#### PROBLEM
Your answer should consist of each line from the data below that contains "PoisonError".

Segment Start: SOURCE INFORMATION

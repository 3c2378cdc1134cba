use std::collections::HashMap;
use std::path::{Path, PathBuf};
use std::sync::{Arc, Mutex, PoisonError};

use async_trait::async_trait;
use planbot_protocol::{AuditRecord, AuditUpdate};
use serde::{Deserialize, Serialize};

use crate::error::{ResponderError, Result};

/// Durable per-post record store: one upsert, then field-level updates.
/// Timestamps are assigned by the store, not the caller.
#[async_trait]
pub trait AuditStore: Send + Sync {
    /// Create or replace the record for `id`, stamping `processed_timestamp`.
    async fn set(&self, id: &str, record: AuditRecord) -> Result<()>;

    /// Merge `update` into the existing record for `id`.
    async fn update(&self, id: &str, update: AuditUpdate) -> Result<()>;
}

fn now_millis() -> u64 {
    u64::try_from(chrono::Utc::now().timestamp_millis()).unwrap_or(0)
}

/// One JSON file per post id.
#[derive(Debug, Clone)]
pub struct JsonDirAuditStore {
    dir: PathBuf,
}

impl JsonDirAuditStore {
    pub fn new(dir: impl Into<PathBuf>) -> Self {
        Self { dir: dir.into() }
    }

    fn record_path(&self, id: &str) -> Result<PathBuf> {
        let valid = !id.is_empty()
            && id
                .chars()
                .all(|c| c.is_ascii_alphanumeric() || c == '_' || c == '-');
        if !valid {
            return Err(ResponderError::Audit(format!("invalid record id '{id}'")));
        }
        Ok(self.dir.join(format!("{id}.json")))
    }

    /// Read back a stored record.
    pub async fn get(&self, id: &str) -> Result<Option<AuditRecord>> {
        let path = self.record_path(id)?;
        match tokio::fs::read(&path).await {
            Ok(bytes) => Ok(Some(serde_json::from_slice(&bytes)?)),
            Err(err) if err.kind() == std::io::ErrorKind::NotFound => Ok(None),
            Err(err) => Err(err.into()),
        }
    }

    async fn write(&self, path: &Path, record: &AuditRecord) -> Result<()> {
        tokio::fs::create_dir_all(&self.dir).await?;
        let bytes = serde_json::to_vec_pretty(record)?;
        let tmp = path.with_extension("json.tmp");
        tokio::fs::write(&tmp, bytes).await?;
        if let Err(err) = tokio::fs::rename(&tmp, path).await {
            let _ = tokio::fs::remove_file(&tmp).await;
            return Err(err.into());
        }
        Ok(())
    }
}

#[async_trait]
impl AuditStore for JsonDirAuditStore {
    async fn set(&self, id: &str, mut record: AuditRecord) -> Result<()> {
        let path = self.record_path(id)?;
        record.processed_timestamp = Some(now_millis());
        self.write(&path, &record).await
    }

    async fn update(&self, id: &str, update: AuditUpdate) -> Result<()> {
        let path = self.record_path(id)?;
        let mut record = self
            .get(id)
            .await?
            .ok_or_else(|| ResponderError::Audit(format!("no audit record for '{id}'")))?;
        record.apply(&update, now_millis());
        self.write(&path, &record).await
    }
}

/// A write as seen by [`MemoryAuditStore`], in arrival order.
#[derive(Debug, Clone, PartialEq, Serialize, Deserialize)]
#[serde(tag = "op", rename_all = "snake_case")]
pub enum AuditWrite {
    Set { id: String, record: AuditRecord },
    Update { id: String, update: AuditUpdate },
}

#[derive(Debug, Default)]
struct MemoryState {
    records: HashMap<String, AuditRecord>,
    writes: Vec<AuditWrite>,
}

/// In-memory store; clones share the same state.
#[derive(Debug, Clone, Default)]
pub struct MemoryAuditStore {
    state: Arc<Mutex<MemoryState>>,
}

impl MemoryAuditStore {
    #[must_use]
    pub fn new() -> Self {
        Self::default()
    }

    #[must_use]
    pub fn get(&self, id: &str) -> Option<AuditRecord> {
        self.lock().records.get(id).cloned()
    }

    #[must_use]
    pub fn writes(&self) -> Vec<AuditWrite> {
        self.lock().writes.clone()
    }

    fn lock(&self) -> std::sync::MutexGuard<'_, MemoryState> {
        self.state.lock().unwrap_or_else(PoisonError::into_inner)
    }
}

#[async_trait]
impl AuditStore for MemoryAuditStore {
    async fn set(&self, id: &str, mut record: AuditRecord) -> Result<()> {
        record.processed_timestamp = Some(now_millis());
        let mut state = self.lock();
        state.writes.push(AuditWrite::Set {
            id: id.to_string(),
            record: record.clone(),
        });
        state.records.insert(id.to_string(), record);
        Ok(())
    }

    async fn update(&self, id: &str, update: AuditUpdate) -> Result<()> {
        let mut state = self.lock();
        let record = state
            .records
            .get_mut(id)
            .ok_or_else(|| ResponderError::Audit(format!("no audit record for '{id}'")))?;
        record.apply(&update, now_millis());
        state.writes.push(AuditWrite::Update {
            id: id.to_string(),
            update,
        });
        Ok(())
    }
}

#[cfg(test)]
mod tests {
    use super::*;
    use planbot_protocol::{Post, ReplyType, ServerTimestamp};
    use tempfile::TempDir;

    fn replied_update() -> AuditUpdate {
        AuditUpdate {
            reply_type: Some(ReplyType::Plan),
            replied: true,
            reply_timestamp: Some(ServerTimestamp),
            ..AuditUpdate::default()
        }
    }

    #[tokio::test]
    async fn json_dir_store_sets_then_merges_updates() {
        let temp = TempDir::new().unwrap();
        let store = JsonDirAuditStore::new(temp.path().join("audit"));
        let post = Post::submission("abc123", Some("someone"), "!warrenplanbot taxes");

        let mut record = AuditRecord::for_post(&post);
        record.processed = true;
        store.set("abc123", record).await.unwrap();
        let stored = store.get("abc123").await.unwrap().unwrap();
        assert!(stored.processed_timestamp.is_some());
        assert!(!stored.replied);

        store.update("abc123", replied_update()).await.unwrap();
        let updated = store.get("abc123").await.unwrap().unwrap();
        assert!(updated.replied);
        assert_eq!(updated.reply_type, Some(ReplyType::Plan));
        assert!(updated.reply_timestamp.is_some());
        assert_eq!(updated.post_text, "!warrenplanbot taxes");
    }

    #[tokio::test]
    async fn update_without_record_fails() {
        let temp = TempDir::new().unwrap();
        let store = JsonDirAuditStore::new(temp.path());
        assert!(store.update("missing", replied_update()).await.is_err());
        assert!(MemoryAuditStore::new()
            .update("missing", replied_update())
            .await
            .is_err());
    }

    #[tokio::test]
    async fn path_like_ids_are_rejected() {
        let temp = TempDir::new().unwrap();
        let store = JsonDirAuditStore::new(temp.path());
        let post = Post::submission("x", Some("a"), "t");
        assert!(store.set("../x", AuditRecord::for_post(&post)).await.is_err());
    }

    #[tokio::test]
    async fn memory_store_keeps_write_order() {
        let store = MemoryAuditStore::new();
        let shared = store.clone();
        let post = Post::submission("p1", Some("a"), "t");
        store.set("p1", AuditRecord::for_post(&post)).await.unwrap();
        store.update("p1", replied_update()).await.unwrap();

        let writes = shared.writes();
        assert_eq!(writes.len(), 2);
        assert!(matches!(writes[0], AuditWrite::Set { .. }));
        assert!(matches!(writes[1], AuditWrite::Update { .. }));
        assert!(shared.get("p1").unwrap().replied);
    }
}
//! Reply text builders. Every reply except the state-of-race text ends
//! with [`footer`].

use chrono::{Datelike, NaiveDate};
use planbot_protocol::{Document, PotentialMatch, Verbatim};

/// Suggestions shown in a no-match reply.
pub const MAX_SUGGESTIONS: usize = 8;

const PLAN_LIST_COMMAND: &str = "!WarrenPlanBot show me the plans";
const JOIN_URL: &str = "https://elizabethwarren.com/join-us";
const DELEGATES_AWARDED: u32 = 101;
const TOTAL_PLEDGED_DELEGATES: u32 = 3_979;

#[must_use]
pub fn footer() -> String {
    format!(
        "\n\n\n***\nThis bot was created independently by volunteers. [Join us!]({JOIN_URL}) "
    )
}

/// Line naming the person who asked the bot to answer someone else.
#[must_use]
pub fn parent_reply_prefix(requester: &str) -> String {
    format!("/u/{requester} asked me to chime in!\n\n")
}

fn plan_links<'a>(plans: impl IntoIterator<Item = &'a Document>) -> String {
    plans
        .into_iter()
        .map(|plan| format!("[{}]({})  ", plan.display_title, plan.url))
        .collect::<Vec<_>>()
        .join("\n")
}

#[must_use]
pub fn plan_reply(plan: &Document) -> String {
    format!(
        "Senator Warren has a plan for that!\n\n{}\n\nLearn more about her plan: [{}]({}){}",
        plan.summary,
        plan.display_title,
        plan.url,
        footer()
    )
}

#[must_use]
pub fn plan_cluster_reply(cluster: &Document) -> String {
    format!(
        "Senator Warren has quite a number of plans for that!\n\n\
         Learn more about her plans for {}:\n\n{}{}",
        cluster.display_title,
        plan_links(&cluster.members),
        footer()
    )
}

/// Generated text gets the same footer as the static replies.
#[must_use]
pub fn enriched_reply(generated: &str) -> String {
    format!("{generated}{}", footer())
}

#[must_use]
pub fn verbatim_reply(verbatim: &Verbatim) -> String {
    format!("{}{}", verbatim.text, footer())
}

/// "Did you mean" reply listing up to [`MAX_SUGGESTIONS`] candidates, or a
/// request to rephrase when there are none.
#[must_use]
pub fn no_match_reply(potential_matches: &[PotentialMatch]) -> String {
    let suggestions: Vec<&Document> = potential_matches
        .iter()
        .filter_map(|m| m.document.as_ref())
        .take(MAX_SUGGESTIONS)
        .collect();

    if suggestions.is_empty() {
        format!(
            "I'm not sure exactly which plan you're looking for, \
             and I'm not feeling confident enough in any of my guesses to tell you about them! ':(\n\n\
             I can show you my full list of her plans if you reply with\n\n\
             ```{PLAN_LIST_COMMAND}```\n\n\
             Or please kindly rephrase? ':D{}",
            footer()
        )
    } else {
        format!(
            "I'm not sure I have an exact match for you! \
             Here are the plans that seem most relevant:\n\n{}\n\n\
             Or I can show you my full list of her plans if you reply with\n\n\
             ```{PLAN_LIST_COMMAND}```\n\n{}",
            plan_links(suggestions),
            footer()
        )
    }
}

/// Three-column markdown table of every non-cluster plan.
#[must_use]
pub fn all_plans_reply(documents: &[Document]) -> String {
    let pure: Vec<&Document> = documents.iter().filter(|doc| !doc.is_cluster).collect();
    let mut response =
        String::from("Here's the full list of plans Sen. Warren has released that I know about:\n\n");
    for (row, plans) in pure.chunks(3).enumerate() {
        for plan in plans {
            response.push_str(&format!("|[{}]({})", plan.display_title, plan.url));
        }
        response.push_str("|\n");
        if row == 0 {
            response.push_str("|:-:|:-:|:-:|\n");
        }
    }
    response.push_str("\n\n");
    response.push_str(&footer());
    response
}

fn day_suffix(day: u32) -> &'static str {
    if (11..=13).contains(&day) {
        return "th";
    }
    match day % 10 {
        1 => "st",
        2 => "nd",
        3 => "rd",
        _ => "th",
    }
}

#[must_use]
pub fn state_of_race_reply(today: NaiveDate) -> String {
    let cutoff = NaiveDate::from_ymd_opt(2020, 3, 6).unwrap_or(NaiveDate::MIN);
    if today > cutoff {
        return "rip.".to_string();
    }

    let left = (1.0 - f64::from(DELEGATES_AWARDED) / f64::from(TOTAL_PLEDGED_DELEGATES)) * 100.0;
    let day = today.day();
    format!(
        "As of {} {day}{}, only {DELEGATES_AWARDED} out of 3,979 total delegates have been \
         awarded in the primary. That means {}% of the delegates are still up for grabs!\n\n\
         [Be part of Warren’s surge in support!]({JOIN_URL})",
        today.format("%b"),
        day_suffix(day),
        left.round()
    )
}
use thiserror::Error;

/// Result type for text operations
pub type Result<T> = std::result::Result<T, TextError>;

/// Errors raised while preparing text matchers
#[derive(Error, Debug)]
pub enum TextError {
    /// Trigger word is empty or whitespace
    #[error("Trigger word must not be empty")]
    EmptyTrigger,

    /// Pattern could not be compiled
    #[error("Invalid pattern: {0}")]
    Pattern(#[from] regex::Error),
}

Segment End: SOURCE INFORMATION

#### ANSWER SPACE
use std::sync::{Arc, Mutex, PoisonError};
        self.state.lock().unwrap_or_else(PoisonError::into_inner)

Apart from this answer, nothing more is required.